#### [Activity]
Which lines of the records hold the string "TargetId"? Report only how many of them there are.

#### [Collected data]
*-*-*
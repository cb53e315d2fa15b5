//! Error types for the ranking snapshot builder.
use std::time::Duration;

use thiserror::Error;
use votes_ranker_repository::RepositoryError;

/// Represents errors that abort a ranking run.
///
/// Any of these leaves the previously published snapshot current.
#[derive(Debug, Error)]
pub enum RankingError {
    #[error("Ranking repository error: {0}")]
    Repository(#[from] RepositoryError),
    #[error("Ranking run exceeded its timeout of {0:?}")]
    Timeout(Duration),
    #[error("Ranking window of {0:?} is out of range")]
    InvalidWindow(Duration),
}
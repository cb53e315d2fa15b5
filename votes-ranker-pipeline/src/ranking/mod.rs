//! Time-windowed post leaderboard: the scheduled `RankingBuilder` and the
//! `RankingStore` serving the currently published snapshot.
mod builder;
mod store;

pub use builder::{RANKING_LEASE, RankingBuilder, RankingConfig, RunOutcome, rank_targets};
pub use store::RankingStore;
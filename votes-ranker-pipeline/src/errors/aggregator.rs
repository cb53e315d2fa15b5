//! Error types for the aggregator of the Votes Ranker Pipeline.
//! Every variant is transient from the point of view of a partition worker,
//! which retries the event with backoff until it is applied.
use thiserror::Error;
use votes_ranker_repository::RepositoryError;
use votes_ranker_shared::types::{SequenceId, TargetId};

/// Represents errors that can occur while applying a delta to its counter.
#[derive(Debug, Error)]
pub enum AggregatorError {
    #[error("Counter repository error: {0}")]
    Repository(#[from] RepositoryError),
    #[error("Counter of target {target_id} moved past sequence {expected}")]
    ConcurrentUpdate {
        target_id: TargetId,
        expected: SequenceId,
    },
}
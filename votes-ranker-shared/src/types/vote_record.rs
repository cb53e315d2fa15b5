use chrono::{DateTime, Utc};
use serde::{Deserialize, Serialize};

use crate::types::{TargetId, TargetType, UserId, VoteValue};

/// Represents a user's current vote on a post or comment.
///
/// There is at most one record per `(user_id, target_id)`. Records are never
/// deleted: retracting a vote stores `VoteValue::Remove`. `version` starts at 0
/// and is bumped on every change, which is what compare-and-swap updates key on.
#[derive(Debug, Clone, Serialize, Deserialize, PartialEq, Eq)]
pub struct VoteRecord {
    pub user_id: UserId,
    pub target_id: TargetId,
    pub target_type: TargetType,
    pub value: VoteValue,
    pub version: i64,
    pub updated_at: DateTime<Utc>,
}
//! PostgreSQL implementation of the aggregate counter repository.
//!
//! Counters live in the `aggregate_counters` table. Writes are conditional on
//! the stored `last_applied_sequence_id`, which keeps totals and sequence id
//! in lockstep.
use async_trait::async_trait;
use uuid::Uuid;
use votes_ranker_shared::types::{AggregateCounter, SequenceId, TargetId, TargetType};

use crate::{CounterRepository, RepositoryError};

#[derive(sqlx::FromRow)]
struct CounterRow {
    target_id: Uuid,
    target_type: i16,
    upvotes: i64,
    downvotes: i64,
    last_applied_sequence_id: i64,
}

impl TryFrom<CounterRow> for AggregateCounter {
    type Error = RepositoryError;

    fn try_from(row: CounterRow) -> Result<Self, Self::Error> {
        Ok(AggregateCounter {
            target_id: row.target_id,
            target_type: TargetType::try_from(row.target_type)?,
            upvotes: row.upvotes,
            downvotes: row.downvotes,
            last_applied_sequence_id: row.last_applied_sequence_id,
        })
    }
}

/// PostgreSQL-backed counter repository.
pub struct PostgresCounterRepository {
    /// PostgreSQL connection pool
    pool: sqlx::PgPool,
}

impl PostgresCounterRepository {
    /// Creates a new PostgreSQL counter repository instance.
    ///
    /// # Arguments
    ///
    /// * `pool` - Configured PostgreSQL connection pool with the required schema
    pub fn new(pool: sqlx::PgPool) -> Self {
        Self { pool }
    }
}

#[async_trait]
impl CounterRepository for PostgresCounterRepository {
    async fn get_counter(
        &self,
        target_id: TargetId,
    ) -> Result<Option<AggregateCounter>, RepositoryError> {
        let row = sqlx::query_as::<_, CounterRow>(
            r#"
            SELECT target_id, target_type, upvotes, downvotes, last_applied_sequence_id
            FROM aggregate_counters
            WHERE target_id = $1
            "#,
        )
        .bind(target_id)
        .fetch_optional(&self.pool)
        .await?;

        row.map(AggregateCounter::try_from).transpose()
    }

    /// Retrieves the counters of many targets using `ANY` over a UUID array.
    async fn get_counters(
        &self,
        target_ids: &[TargetId],
    ) -> Result<Vec<AggregateCounter>, RepositoryError> {
        if target_ids.is_empty() {
            return Ok(Vec::new());
        }

        let rows = sqlx::query_as::<_, CounterRow>(
            r#"
            SELECT target_id, target_type, upvotes, downvotes, last_applied_sequence_id
            FROM aggregate_counters
            WHERE target_id = ANY($1)
            "#,
        )
        .bind(target_ids)
        .fetch_all(&self.pool)
        .await?;

        rows.into_iter().map(AggregateCounter::try_from).collect()
    }

    async fn save_counter(
        &self,
        counter: &AggregateCounter,
        expected_sequence_id: SequenceId,
    ) -> Result<bool, RepositoryError> {
        let result = if expected_sequence_id == 0 {
            sqlx::query(
                r#"
                INSERT INTO aggregate_counters (target_id, target_type, upvotes, downvotes, last_applied_sequence_id)
                VALUES ($1, $2, $3, $4, $5)
                ON CONFLICT (target_id) DO NOTHING
                "#,
            )
            .bind(counter.target_id)
            .bind(counter.target_type.as_i16())
            .bind(counter.upvotes)
            .bind(counter.downvotes)
            .bind(counter.last_applied_sequence_id)
            .execute(&self.pool)
            .await?
        } else {
            sqlx::query(
                r#"
                UPDATE aggregate_counters
                SET upvotes = $1, downvotes = $2, last_applied_sequence_id = $3
                WHERE target_id = $4 AND last_applied_sequence_id = $5
                "#,
            )
            .bind(counter.upvotes)
            .bind(counter.downvotes)
            .bind(counter.last_applied_sequence_id)
            .bind(counter.target_id)
            .bind(expected_sequence_id)
            .execute(&self.pool)
            .await?
        };

        Ok(result.rows_affected() == 1)
    }
}
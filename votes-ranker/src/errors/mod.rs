//! Error types for the Votes Ranker application.
//! Consolidates the errors that can stop the service, from configuration and
//! storage setup to the orchestrator itself.
#[derive(Debug, thiserror::Error)]
pub enum ServiceError {
    #[error("Orchestrator error: {0}")]
    Orchestrator(#[from] votes_ranker_pipeline::errors::OrchestratorError),
    #[error("Repository error: {0}")]
    Repository(#[from] votes_ranker_repository::RepositoryError),
    #[error("DATABASE_URL must be set for the postgres storage backend")]
    MissingDatabaseUrl,
    #[error("Invalid value {value:?} for {name}")]
    InvalidConfig { name: String, value: String },
    #[error("Unknown storage backend: {0}")]
    UnknownStorageBackend(String),
    #[error("Database tables are missing and RUN_MIGRATIONS is disabled")]
    MissingTables,
    #[error("Delta log partitions were already taken")]
    PartitionsTaken,
}
//! Scheduled computation of the post leaderboard.
use std::sync::Arc;
use std::time::Duration;

use chrono::{DateTime, TimeDelta, Utc};
use tokio::sync::broadcast;
use tokio::time::{MissedTickBehavior, interval};
use tracing::{debug, error, info, instrument, warn};
use uuid::Uuid;
use votes_ranker_repository::{LeaseRepository, SnapshotRepository, VoteHistoryRepository};
use votes_ranker_shared::types::{RankingEntry, RankingSnapshot, TargetActivity, TargetType};

use crate::errors::RankingError;
use crate::ranking::RankingStore;

/// Name of the lease that serialises ranking runs across instances.
pub const RANKING_LEASE: &str = "ranking-snapshot-builder";

/// Configuration for the ranking snapshot builder.
#[derive(Debug, Clone)]
pub struct RankingConfig {
    /// Time between two runs.
    pub period: Duration,
    /// Length of the vote window ending at the snapshot's `window_end`.
    pub window: Duration,
    /// Maximum duration of a run. The lease is taken for twice as long.
    pub run_timeout: Duration,
    /// Maximum number of entries of a snapshot.
    pub max_entries: usize,
}

impl Default for RankingConfig {
    fn default() -> Self {
        Self {
            period: Duration::from_secs(600),
            window: Duration::from_secs(86_400),
            run_timeout: Duration::from_secs(120),
            max_entries: 1000,
        }
    }
}

/// Result of a scheduled ranking run.
#[derive(Debug, Clone, Copy, PartialEq, Eq)]
pub enum RunOutcome {
    /// A new snapshot with `entries` entries is current.
    Published { entries: usize },
    /// Another holder owns the lease; nothing was computed.
    Skipped,
}

/// Orders window activity into leaderboard entries.
///
/// Entries are sorted by score descending, then by most recent activity
/// descending, then by target id ascending, and truncated to `max_entries`.
/// The order is total, so equal input always yields identical output.
pub fn rank_targets(mut activity: Vec<TargetActivity>, max_entries: usize) -> Vec<RankingEntry> {
    activity.sort_by(|a, b| {
        b.score
            .cmp(&a.score)
            .then_with(|| b.last_activity.cmp(&a.last_activity))
            .then_with(|| a.target_id.cmp(&b.target_id))
    });
    activity.truncate(max_entries);
    activity
        .into_iter()
        .map(|target| RankingEntry {
            target_id: target.target_id,
            score: target.score,
            tie_break_timestamp: target.last_activity,
        })
        .collect()
}

/// Periodically recomputes the leaderboard and publishes it to the
/// `RankingStore`.
pub struct RankingBuilder {
    history: Arc<dyn VoteHistoryRepository>,
    snapshots: Arc<dyn SnapshotRepository>,
    leases: Arc<dyn LeaseRepository>,
    store: Arc<RankingStore>,
    config: RankingConfig,
    holder: Uuid,
}

impl RankingBuilder {
    /// Creates a new `RankingBuilder` with a fresh lease holder id.
    ///
    /// # Arguments
    ///
    /// * `history` - Source of the windowed vote activity
    /// * `snapshots` - Durable copy of published snapshots
    /// * `leases` - Mutual exclusion between builder instances
    /// * `store` - The store readers are served from
    /// * `config` - Period, window, timeout and size of the leaderboard
    pub fn new(
        history: Arc<dyn VoteHistoryRepository>,
        snapshots: Arc<dyn SnapshotRepository>,
        leases: Arc<dyn LeaseRepository>,
        store: Arc<RankingStore>,
        config: RankingConfig,
    ) -> Self {
        Self {
            history,
            snapshots,
            leases,
            store,
            config,
            holder: Uuid::new_v4(),
        }
    }

    /// Computes a snapshot for the window ending at `max(now, previous end)`.
    ///
    /// The window end never moves backwards, even if `now` does.
    pub async fn build_snapshot(&self, now: DateTime<Utc>) -> Result<RankingSnapshot, RankingError> {
        let window = TimeDelta::from_std(self.config.window)
            .map_err(|_| RankingError::InvalidWindow(self.config.window))?;
        let window_end = self
            .store
            .current()
            .map_or(now, |previous| previous.window_end.max(now));
        let window_start = window_end - window;

        let activity = self
            .history
            .window_activity(TargetType::Post, window_start, window_end)
            .await?;

        Ok(RankingSnapshot {
            generated_at: now,
            window_start,
            window_end,
            entries: rank_targets(activity, self.config.max_entries),
        })
    }

    /// Builds a snapshot, persists it and swaps it into the store.
    ///
    /// Only the computation is bounded by `run_timeout`. Once a snapshot is
    /// handed to the snapshot store the run is no longer cancelled, so a
    /// persisted snapshot is always the one readers are served. Nothing is
    /// published if any step fails.
    pub async fn build_and_publish(&self, now: DateTime<Utc>) -> Result<usize, RankingError> {
        let snapshot = tokio::time::timeout(self.config.run_timeout, self.build_snapshot(now))
            .await
            .map_err(|_| RankingError::Timeout(self.config.run_timeout))??;
        self.snapshots.save_snapshot(&snapshot).await?;

        let entries = snapshot.entries.len();
        self.store.publish(snapshot);
        Ok(entries)
    }

    /// Runs one lease-guarded rebuild.
    ///
    /// The lease is released whether the run succeeds, fails or times out.
    #[instrument(skip(self), fields(holder = %self.holder))]
    pub async fn run_once(&self, now: DateTime<Utc>) -> Result<RunOutcome, RankingError> {
        let acquired = self
            .leases
            .try_acquire_lease(RANKING_LEASE, self.holder, self.config.run_timeout * 2)
            .await?;
        if !acquired {
            debug!("Ranking lease held elsewhere, skipping run");
            return Ok(RunOutcome::Skipped);
        }

        let result = self.build_and_publish(now).await;

        if let Err(e) = self.leases.release_lease(RANKING_LEASE, self.holder).await {
            warn!(error = %e, "Failed to release ranking lease, it will expire");
        }

        result.map(|entries| RunOutcome::Published { entries })
    }

    /// Seeds the store with the latest persisted snapshot if it is empty.
    ///
    /// Returns whether a snapshot was loaded.
    pub async fn warm_start(&self) -> Result<bool, RankingError> {
        if self.store.current().is_some() {
            return Ok(false);
        }
        match self.snapshots.load_latest_snapshot().await? {
            Some(snapshot) => {
                info!(
                    generated_at = %snapshot.generated_at,
                    entries = snapshot.entries.len(),
                    "Loaded persisted ranking snapshot"
                );
                self.store.publish(snapshot);
                Ok(true)
            }
            None => Ok(false),
        }
    }

    /// Runs the builder on its period until shutdown is signalled.
    ///
    /// The first run starts immediately. A failed run is logged and the
    /// previous snapshot stays current until the next tick.
    pub async fn run(&self, mut shutdown: broadcast::Receiver<()>) {
        let mut ranking_timer = interval(self.config.period);
        ranking_timer.set_missed_tick_behavior(MissedTickBehavior::Skip);

        loop {
            tokio::select! {
                _ = shutdown.recv() => {
                    debug!("Ranking builder stopping");
                    break;
                }
                _ = ranking_timer.tick() => {
                    match self.run_once(Utc::now()).await {
                        Ok(RunOutcome::Published { entries }) => {
                            info!(entries, "Published ranking snapshot");
                        }
                        Ok(RunOutcome::Skipped) => {}
                        Err(e) => {
                            error!(error = %e, "Ranking run failed, keeping previous snapshot");
                        }
                    }
                }
            }
        }
    }
}
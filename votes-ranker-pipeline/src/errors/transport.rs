//! Error types for the delta transport.
use thiserror::Error;

#[derive(Debug, Error, Clone, PartialEq, Eq)]
pub enum TransportError {
    #[error("Partition {0} is full")]
    PartitionFull(usize),
    #[error("Partition {0} is closed")]
    PartitionClosed(usize),
}
//! Error types for the delta publisher.
//! A transport failure on its own is never surfaced as a publisher error: the
//! event stays in the outbox and is relayed later.
use thiserror::Error;
use votes_ranker_repository::RepositoryError;

/// Represents errors that can occur while reading or updating the outbox.
#[derive(Debug, Error)]
pub enum PublisherError {
    #[error("Outbox repository error: {0}")]
    Repository(#[from] RepositoryError),
}
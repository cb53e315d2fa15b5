mod aggregator;
mod ledger;
mod orchestrator;
mod publisher;
mod ranking;
mod transport;

pub use aggregator::AggregatorError;
pub use ledger::LedgerError;
pub use orchestrator::OrchestratorError;
pub use publisher::PublisherError;
pub use ranking::RankingError;
pub use transport::TransportError;
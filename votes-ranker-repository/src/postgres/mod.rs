//! PostgreSQL implementations of the votes ranker repositories.
//!
//! ## Database Tables
//!
//! - `vote_records`: Current vote of each user on each target
//! - `target_sequences`: Per-target delta sequence allocator
//! - `vote_outbox`: Committed delta events awaiting or past delivery
//! - `aggregate_counters`: Running vote totals per target
//! - `ranking_snapshots`: The two most recent published leaderboards
//! - `ranking_leases`: Mutual exclusion of ranking runs
mod counter_repository;
mod ledger_repository;
mod ranking_repository;

pub use counter_repository::PostgresCounterRepository;
pub use ledger_repository::PostgresLedgerRepository;
pub use ranking_repository::PostgresRankingRepository;

use sqlx::postgres::PgPoolOptions;

use crate::errors::RepositoryError;

const REQUIRED_TABLES: [&str; 6] = [
    "vote_records",
    "target_sequences",
    "vote_outbox",
    "aggregate_counters",
    "ranking_snapshots",
    "ranking_leases",
];

/// Opens a connection pool to the database at `database_url`.
pub async fn connect(database_url: &str, max_connections: u32) -> Result<sqlx::PgPool, RepositoryError> {
    let pool = PgPoolOptions::new()
        .max_connections(max_connections)
        .connect(database_url)
        .await?;
    Ok(pool)
}

/// Applies the embedded schema migrations.
pub async fn run_migrations(pool: &sqlx::PgPool) -> Result<(), RepositoryError> {
    sqlx::migrate!("./src/postgres/migrations").run(pool).await?;
    tracing::info!("Database migrations applied");
    Ok(())
}

/// Checks if the tables are created in the database.
///
/// # Returns
///
/// * `Ok(true)` - If every table used by the repositories exists
pub async fn check_tables_created(pool: &sqlx::PgPool) -> Result<bool, RepositoryError> {
    for table in REQUIRED_TABLES {
        let table_exists: bool = sqlx::query_scalar(
            "SELECT EXISTS(SELECT 1 FROM information_schema.tables WHERE table_name = $1)",
        )
        .bind(table)
        .fetch_one(pool)
        .await?;
        if !table_exists {
            return Ok(false);
        }
    }
    Ok(true)
}
use serde::{Deserialize, Serialize};

use crate::types::{SequenceId, TargetId, TargetType};

/// Represents the running vote totals of a target.
///
/// `last_applied_sequence_id` is the sequence id of the newest delta folded
/// into the totals; it only moves forward and is what makes redelivered
/// deltas harmless.
#[derive(Debug, Clone, Serialize, Deserialize, PartialEq, Eq)]
pub struct AggregateCounter {
    pub target_id: TargetId,
    pub target_type: TargetType,
    pub upvotes: i64,
    pub downvotes: i64,
    pub last_applied_sequence_id: SequenceId,
}

impl AggregateCounter {
    /// An empty counter, as it exists before the first delta of a target.
    pub fn empty(target_id: TargetId, target_type: TargetType) -> Self {
        Self {
            target_id,
            target_type,
            upvotes: 0,
            downvotes: 0,
            last_applied_sequence_id: 0,
        }
    }

    pub fn totals(&self) -> VoteTotals {
        VoteTotals {
            upvotes: self.upvotes,
            downvotes: self.downvotes,
        }
    }
}

/// Upvote and downvote totals surfaced to the post/comment representation.
#[derive(Debug, Clone, Copy, Default, Serialize, Deserialize, PartialEq, Eq)]
pub struct VoteTotals {
    pub upvotes: i64,
    pub downvotes: i64,
}

impl VoteTotals {
    pub fn score(&self) -> i64 {
        self.upvotes - self.downvotes
    }
}
//! Configuration module for the Votes Ranker.
//! Defines and manages application-wide settings and dependencies.
mod dependencies;
mod settings;

pub use dependencies::Dependencies;
pub use settings::{Settings, StorageBackend};
//! Error types for the repositories.
//! Defines specific errors that can occur during storage operations.
use thiserror::Error;
use votes_ranker_shared::types::{InvalidTargetType, InvalidVoteValue};

/// Represents errors that can occur within any of the repositories.
///
/// This enum consolidates the error conditions of the storage layer, such as
/// SQLx errors during database operations or values read back from storage
/// that do not decode into the domain types.
#[derive(Debug, Error)]
pub enum RepositoryError {
    #[error("Database error: {0}")]
    DatabaseError(#[from] sqlx::Error),

    #[error("Migration error: {0}")]
    MigrationError(#[from] sqlx::migrate::MigrateError),

    #[error("Stored vote value is invalid: {0}")]
    InvalidVoteValue(#[from] InvalidVoteValue),

    #[error("Stored target type is invalid: {0}")]
    InvalidTargetType(#[from] InvalidTargetType),

    #[error("Storage unavailable: {0}")]
    Unavailable(String),
}
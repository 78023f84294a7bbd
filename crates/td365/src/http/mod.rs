pub mod base_client;
pub mod client;
pub mod cookies;
pub mod models;
use std::sync::{Arc, OnceLock};

use rustls::{ClientConfig, KeyLogFile, RootCertStore};

static TLS_CONFIG: OnceLock<Arc<ClientConfig>> = OnceLock::new();

/// Process-wide TLS client configuration, built lazily once and shared by
/// the HTTP and WebSocket stacks.
///
/// Key logging goes to `SSLKEYLOGFILE` when that variable is set, which
/// makes proxied captures decryptable offline.
pub fn client_config() -> Arc<ClientConfig> {
    TLS_CONFIG
        .get_or_init(|| {
            let _ = rustls::crypto::CryptoProvider::install_default(
                rustls::crypto::ring::default_provider(),
            );
            let mut roots = RootCertStore::empty();
            roots.extend(webpki_roots::TLS_SERVER_ROOTS.iter().cloned());
            let mut config = ClientConfig::builder()
                .with_root_certificates(roots)
                .with_no_client_auth();
            config.key_log = Arc::new(KeyLogFile::new());
            Arc::new(config)
        })
        .clone()
}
*-*-*
#### [Task response]
10